Abkürzungen, muss ich gestehen, stehen bei mir schon fast unter Generalverdacht. Sie sind per definitionem Abweichungen vom regulären Weg und dienen dazu, es sich einfacher zu machen. Beides ist auf dem Gebiet des richtigen Verhaltens tendenziell bedenklich.

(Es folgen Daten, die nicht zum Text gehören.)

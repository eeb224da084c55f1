pub mod diag;
pub mod frontend;
pub mod ir;
pub mod pipeline;
pub mod sem;
pub mod source_map;
pub mod target;

use diag::Diag;
use source_map::SourceIndex;
use target::Target;
use thiserror::Error;

#[derive(Error, Debug)]
pub enum CompileError {
    #[error("Lexical error: {0}")]
    Lexical(#[from] frontend::lexer::LexicalError),

    #[error("Parse error at position {location}: {message}")]
    Parse { location: usize, message: String },

    #[error("{0}")]
    Semantic(Diag),
}

impl CompileError {
    /// Attach a blame so the error renders like any other diagnostic.
    pub fn into_diag(self, file_name: &str, source: &str) -> Diag {
        match self {
            CompileError::Semantic(d) => d,
            CompileError::Lexical(e) => {
                let index = SourceIndex::new(source);
                Diag::bound(
                    file_name,
                    &index,
                    e.location,
                    e.location,
                    format!("Unexpected character '{}'.", e.unexpected_char),
                )
            }
            CompileError::Parse { location, message } => {
                let index = SourceIndex::new(source);
                Diag::bound(file_name, &index, location, location, format!("{message}."))
            }
        }
    }
}

/// Lower one source file to an IR module.
pub fn compile_to_module(
    source: &str,
    file_name: &str,
    target: Target,
) -> Result<ir::Module, CompileError> {
    let file = frontend::parse_file(source)?;
    sem::translate_file(&file, source, file_name, target).map_err(CompileError::Semantic)
}

/// Lower one source file to textual IR.
pub fn compile_to_ir_text(
    source: &str,
    file_name: &str,
    target: Target,
) -> Result<String, CompileError> {
    Ok(compile_to_module(source, file_name, target)?.to_string())
}
use logos::Logos;
use std::fmt;

/// Tokens of the source language. Newlines are significant: the `lex`
/// entry point turns them into statement terminators where the previous
/// token can end a statement, so the parser only ever sees `Semi`.
#[derive(Logos, Debug, PartialEq, Eq, Clone)]
#[logos(skip r"[ \t\r]+")] // Whitespace except newlines
#[logos(skip r"//[^\n]*")] // Line comments
pub enum Token {
    // --- Keywords ---
    #[token("package")]
    Package,
    #[token("import")]
    Import,
    #[token("func")]
    Func,
    #[token("return")]
    Return,
    #[token("var")]
    Var,
    #[token("const")]
    Const,
    #[token("type")]
    Type,

    // --- Identifiers and literals ---
    #[regex(r"[A-Za-z_][A-Za-z0-9_]*", |lex| lex.slice().to_string())]
    Ident(String),

    /// The raw digit string; base detection happens during translation.
    #[regex(r"[0-9]+|0[xX][0-9a-fA-F]+", |lex| lex.slice().to_string())]
    Int(String),

    /// The raw bytes between the quotes. No escape processing is applied.
    #[regex(r#""[^"\n]*""#, |lex| {
        let s = lex.slice();
        s[1..s.len()-1].to_string()
    })]
    Str(String),

    // --- Operators and punctuation ---
    #[token("(")]
    LParen,
    #[token(")")]
    RParen,
    #[token("{")]
    LBrace,
    #[token("}")]
    RBrace,
    #[token(",")]
    Comma,
    #[token(";")]
    Semi,
    #[token("=")]
    Assign,
    #[token(":=")]
    Define,
    #[token("*")]
    Star,
    #[token("&")]
    Amp,
    #[token("+")]
    Plus,
    #[token("-")]
    Minus,
    #[token("/")]
    Slash,
    #[token("%")]
    Percent,

    #[token("\n")]
    Newline,
}

impl fmt::Display for Token {
    fn fmt(&self, f: &mut fmt::Formatter<'_>) -> fmt::Result {
        match self {
            Token::Package => write!(f, "'package'"),
            Token::Import => write!(f, "'import'"),
            Token::Func => write!(f, "'func'"),
            Token::Return => write!(f, "'return'"),
            Token::Var => write!(f, "'var'"),
            Token::Const => write!(f, "'const'"),
            Token::Type => write!(f, "'type'"),
            Token::Ident(s) => write!(f, "identifier '{s}'"),
            Token::Int(s) => write!(f, "integer literal '{s}'"),
            Token::Str(_) => write!(f, "string literal"),
            Token::LParen => write!(f, "'('"),
            Token::RParen => write!(f, "')'"),
            Token::LBrace => write!(f, "'{{'"),
            Token::RBrace => write!(f, "'}}'"),
            Token::Comma => write!(f, "','"),
            Token::Semi => write!(f, "';'"),
            Token::Assign => write!(f, "'='"),
            Token::Define => write!(f, "':='"),
            Token::Star => write!(f, "'*'"),
            Token::Amp => write!(f, "'&'"),
            Token::Plus => write!(f, "'+'"),
            Token::Minus => write!(f, "'-'"),
            Token::Slash => write!(f, "'/'"),
            Token::Percent => write!(f, "'%'"),
            Token::Newline => write!(f, "newline"),
        }
    }
}

/// A token plus its byte range in the source.
pub type Spanned = (usize, Token, usize);

/// Tokenize `source`, applying automatic terminator insertion: a newline
/// becomes `Semi` when the previous token is an identifier, a literal,
/// `)`, `}`, or `return`; other newlines are dropped.
pub fn lex(source: &str) -> Result<Vec<Spanned>, LexicalError> {
    let mut lexer = Token::lexer(source);
    let mut out: Vec<Spanned> = Vec::new();
    while let Some(result) = lexer.next() {
        let span = lexer.span();
        match result {
            Ok(Token::Newline) => {
                let insert = matches!(
                    out.last(),
                    Some((_, tok, _)) if ends_statement(tok)
                );
                if insert {
                    out.push((span.start, Token::Semi, span.start));
                }
            }
            Ok(token) => out.push((span.start, token, span.end)),
            Err(_) => return Err(create_lexical_error(source, span.start)),
        }
    }
    Ok(out)
}

fn ends_statement(tok: &Token) -> bool {
    matches!(
        tok,
        Token::Ident(_)
            | Token::Int(_)
            | Token::Str(_)
            | Token::RParen
            | Token::RBrace
            | Token::Return
    )
}

/// Lexical error with enough context for a readable report.
#[derive(Debug, Clone, PartialEq, Eq)]
pub struct LexicalError {
    pub location: usize,
    pub line: usize,
    pub column: usize,
    pub unexpected_char: char,
    pub context: String,
}

impl fmt::Display for LexicalError {
    fn fmt(&self, f: &mut fmt::Formatter<'_>) -> fmt::Result {
        write!(
            f,
            "Unexpected character '{}' at line {}, column {} (position {})\n  Context: {}",
            self.unexpected_char, self.line, self.column, self.location, self.context
        )
    }
}

impl std::error::Error for LexicalError {}

/// Convert a byte position to line and column numbers (1-based)
pub fn position_to_line_col(source: &str, position: usize) -> (usize, usize) {
    let mut line = 1;
    let mut col = 1;
    for (i, ch) in source.char_indices() {
        if i >= position {
            break;
        }
        if ch == '\n' {
            line += 1;
            col = 1;
        } else {
            col += 1;
        }
    }
    (line, col)
}

/// Get the line containing an error position, trimmed.
fn get_error_context(source: &str, position: usize) -> String {
    let line_start = source[..position]
        .rfind('\n')
        .map(|pos| pos + 1)
        .unwrap_or(0);
    let line_end = source[position..]
        .find('\n')
        .map(|pos| position + pos)
        .unwrap_or(source.len());
    source[line_start..line_end].trim().to_string()
}

fn create_lexical_error(source: &str, position: usize) -> LexicalError {
    let (line, column) = position_to_line_col(source, position);
    let unexpected_char = source[position..].chars().next().unwrap_or('\0');
    let context = get_error_context(source, position);
    LexicalError {
        location: position,
        line,
        column,
        unexpected_char,
        context,
    }
}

Die moralische Grundüberlegung der Universalisierung »Was wäre, wenn das alle machen würden?« scheint geeignet, die Bedenken noch zu verstärken: Ich stelle mir vor, dass dann im Kaufhaus ein Gedränge, Geschiebe und Gehetze herrscht, das geeignet ist, reguläre Kunden zu vertreiben. Allerdings ist das meine Vorstellung, und um diese zu prüfen, habe ich mit dem Pressesprecher einer großen Kaufhauskette gesprochen. Der aber antwortete mir auf die Frage »Was wäre, wenn das alle machen würden?« mit: »Das wäre wunderbar.« Funktionsgrundlage eines Kaufhauses sei, erklärte er mir, zunächst möglichst viele Menschen dazu zu bringen, es zu betreten.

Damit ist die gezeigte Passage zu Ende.